THE PROBLEM ▸
Please return every line in the following data that includes the string "tokio".

INPUT ▸

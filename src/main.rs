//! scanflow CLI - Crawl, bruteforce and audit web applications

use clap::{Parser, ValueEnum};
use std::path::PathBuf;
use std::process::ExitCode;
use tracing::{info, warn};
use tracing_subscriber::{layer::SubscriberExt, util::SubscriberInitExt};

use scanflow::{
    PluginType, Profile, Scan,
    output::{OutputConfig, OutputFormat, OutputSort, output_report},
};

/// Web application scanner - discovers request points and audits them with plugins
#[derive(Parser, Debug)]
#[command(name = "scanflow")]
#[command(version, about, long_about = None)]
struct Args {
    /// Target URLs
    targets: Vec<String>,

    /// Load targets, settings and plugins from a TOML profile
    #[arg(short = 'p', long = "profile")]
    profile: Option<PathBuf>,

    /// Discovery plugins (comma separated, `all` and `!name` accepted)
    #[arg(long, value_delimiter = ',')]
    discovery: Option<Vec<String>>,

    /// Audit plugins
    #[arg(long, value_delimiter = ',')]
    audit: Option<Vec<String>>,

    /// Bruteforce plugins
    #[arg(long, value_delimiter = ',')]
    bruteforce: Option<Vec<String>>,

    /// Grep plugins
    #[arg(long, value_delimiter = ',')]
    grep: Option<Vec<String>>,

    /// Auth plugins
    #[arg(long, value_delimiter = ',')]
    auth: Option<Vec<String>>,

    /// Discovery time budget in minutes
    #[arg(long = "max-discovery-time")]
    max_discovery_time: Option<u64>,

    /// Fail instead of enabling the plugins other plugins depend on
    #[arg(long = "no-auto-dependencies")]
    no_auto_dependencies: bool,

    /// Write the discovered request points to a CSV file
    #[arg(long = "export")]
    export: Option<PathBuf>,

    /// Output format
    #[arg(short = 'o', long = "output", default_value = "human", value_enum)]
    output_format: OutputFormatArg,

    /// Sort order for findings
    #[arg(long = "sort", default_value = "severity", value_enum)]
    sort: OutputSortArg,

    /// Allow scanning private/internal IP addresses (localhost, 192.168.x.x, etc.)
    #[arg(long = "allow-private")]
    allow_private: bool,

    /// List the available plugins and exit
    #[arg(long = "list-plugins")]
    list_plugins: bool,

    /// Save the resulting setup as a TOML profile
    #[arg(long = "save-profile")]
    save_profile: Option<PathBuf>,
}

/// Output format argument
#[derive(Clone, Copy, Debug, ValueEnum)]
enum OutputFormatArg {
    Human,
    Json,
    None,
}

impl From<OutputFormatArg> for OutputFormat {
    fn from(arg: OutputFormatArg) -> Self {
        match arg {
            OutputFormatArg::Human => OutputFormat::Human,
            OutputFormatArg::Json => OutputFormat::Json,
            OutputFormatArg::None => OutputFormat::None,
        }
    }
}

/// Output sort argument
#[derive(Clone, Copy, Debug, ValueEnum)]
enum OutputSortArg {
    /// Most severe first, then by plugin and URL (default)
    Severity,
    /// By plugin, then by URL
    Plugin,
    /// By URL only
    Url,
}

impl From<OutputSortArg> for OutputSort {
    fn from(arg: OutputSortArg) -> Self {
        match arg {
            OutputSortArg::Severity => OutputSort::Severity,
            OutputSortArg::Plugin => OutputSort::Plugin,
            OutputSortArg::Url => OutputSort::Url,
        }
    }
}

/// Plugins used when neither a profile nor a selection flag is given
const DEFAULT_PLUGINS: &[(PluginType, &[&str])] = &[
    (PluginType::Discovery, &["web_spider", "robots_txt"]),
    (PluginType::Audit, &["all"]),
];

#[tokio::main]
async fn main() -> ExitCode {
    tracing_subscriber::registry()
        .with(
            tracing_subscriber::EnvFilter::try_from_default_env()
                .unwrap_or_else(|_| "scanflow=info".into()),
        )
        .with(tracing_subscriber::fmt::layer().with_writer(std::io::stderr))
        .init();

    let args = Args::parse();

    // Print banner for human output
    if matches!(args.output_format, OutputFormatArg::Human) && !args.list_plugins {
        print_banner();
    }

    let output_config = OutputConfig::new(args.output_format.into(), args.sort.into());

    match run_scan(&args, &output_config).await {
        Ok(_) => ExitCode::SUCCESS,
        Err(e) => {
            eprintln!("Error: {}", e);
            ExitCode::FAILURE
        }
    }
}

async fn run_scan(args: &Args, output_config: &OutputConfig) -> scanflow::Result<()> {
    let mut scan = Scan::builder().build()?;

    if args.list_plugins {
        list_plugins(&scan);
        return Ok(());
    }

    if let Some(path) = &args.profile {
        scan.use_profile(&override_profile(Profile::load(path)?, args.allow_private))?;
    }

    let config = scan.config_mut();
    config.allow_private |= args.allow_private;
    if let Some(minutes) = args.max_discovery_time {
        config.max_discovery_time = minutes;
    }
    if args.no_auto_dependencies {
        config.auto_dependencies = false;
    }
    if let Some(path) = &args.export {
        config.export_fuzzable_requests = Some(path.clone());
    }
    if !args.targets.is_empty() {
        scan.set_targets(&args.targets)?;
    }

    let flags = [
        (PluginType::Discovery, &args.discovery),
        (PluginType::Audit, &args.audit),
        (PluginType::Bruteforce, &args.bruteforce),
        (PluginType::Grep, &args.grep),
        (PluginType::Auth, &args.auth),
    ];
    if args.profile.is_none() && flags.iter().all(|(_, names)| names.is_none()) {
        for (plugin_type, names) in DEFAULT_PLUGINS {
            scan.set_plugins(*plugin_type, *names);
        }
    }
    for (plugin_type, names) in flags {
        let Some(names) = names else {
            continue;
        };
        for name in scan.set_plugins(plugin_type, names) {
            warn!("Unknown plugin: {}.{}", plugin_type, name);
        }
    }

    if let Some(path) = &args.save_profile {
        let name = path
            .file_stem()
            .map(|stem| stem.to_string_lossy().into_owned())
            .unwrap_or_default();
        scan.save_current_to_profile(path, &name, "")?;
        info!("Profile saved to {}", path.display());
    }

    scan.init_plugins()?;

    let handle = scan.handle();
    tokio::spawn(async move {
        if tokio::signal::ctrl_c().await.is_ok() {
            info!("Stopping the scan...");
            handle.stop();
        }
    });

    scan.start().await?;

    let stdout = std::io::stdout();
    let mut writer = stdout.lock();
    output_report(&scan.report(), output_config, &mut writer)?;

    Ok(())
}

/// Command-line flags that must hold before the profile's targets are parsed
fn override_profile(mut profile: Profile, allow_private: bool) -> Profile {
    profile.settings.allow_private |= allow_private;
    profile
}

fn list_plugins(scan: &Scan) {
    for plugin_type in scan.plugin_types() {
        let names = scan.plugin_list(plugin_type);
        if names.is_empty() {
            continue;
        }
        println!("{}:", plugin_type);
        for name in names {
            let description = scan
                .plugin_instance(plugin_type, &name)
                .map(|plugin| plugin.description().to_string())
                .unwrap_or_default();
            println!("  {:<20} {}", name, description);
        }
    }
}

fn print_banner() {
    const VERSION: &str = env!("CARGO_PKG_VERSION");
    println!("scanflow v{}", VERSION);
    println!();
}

---

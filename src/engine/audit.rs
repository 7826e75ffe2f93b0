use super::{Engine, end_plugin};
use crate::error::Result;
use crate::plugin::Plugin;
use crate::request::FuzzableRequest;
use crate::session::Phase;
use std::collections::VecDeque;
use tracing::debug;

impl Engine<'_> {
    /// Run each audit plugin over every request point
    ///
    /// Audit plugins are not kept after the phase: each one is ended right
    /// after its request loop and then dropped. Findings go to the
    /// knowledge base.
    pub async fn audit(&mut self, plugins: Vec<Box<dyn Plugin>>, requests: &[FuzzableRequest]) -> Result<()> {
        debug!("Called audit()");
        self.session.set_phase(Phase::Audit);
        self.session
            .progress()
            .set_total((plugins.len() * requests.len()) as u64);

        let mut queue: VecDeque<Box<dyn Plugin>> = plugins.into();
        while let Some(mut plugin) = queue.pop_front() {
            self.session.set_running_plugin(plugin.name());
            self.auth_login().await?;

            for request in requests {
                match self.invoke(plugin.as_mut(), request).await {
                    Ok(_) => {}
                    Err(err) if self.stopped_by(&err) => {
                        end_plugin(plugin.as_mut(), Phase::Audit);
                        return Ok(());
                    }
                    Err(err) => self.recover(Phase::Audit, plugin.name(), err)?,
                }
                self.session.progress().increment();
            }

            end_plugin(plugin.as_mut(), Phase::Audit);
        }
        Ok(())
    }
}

EXERCISE ANSWER ▸
#[tokio::main]
    tokio::spawn(async move {
        if tokio::signal::ctrl_c().await.is_ok() {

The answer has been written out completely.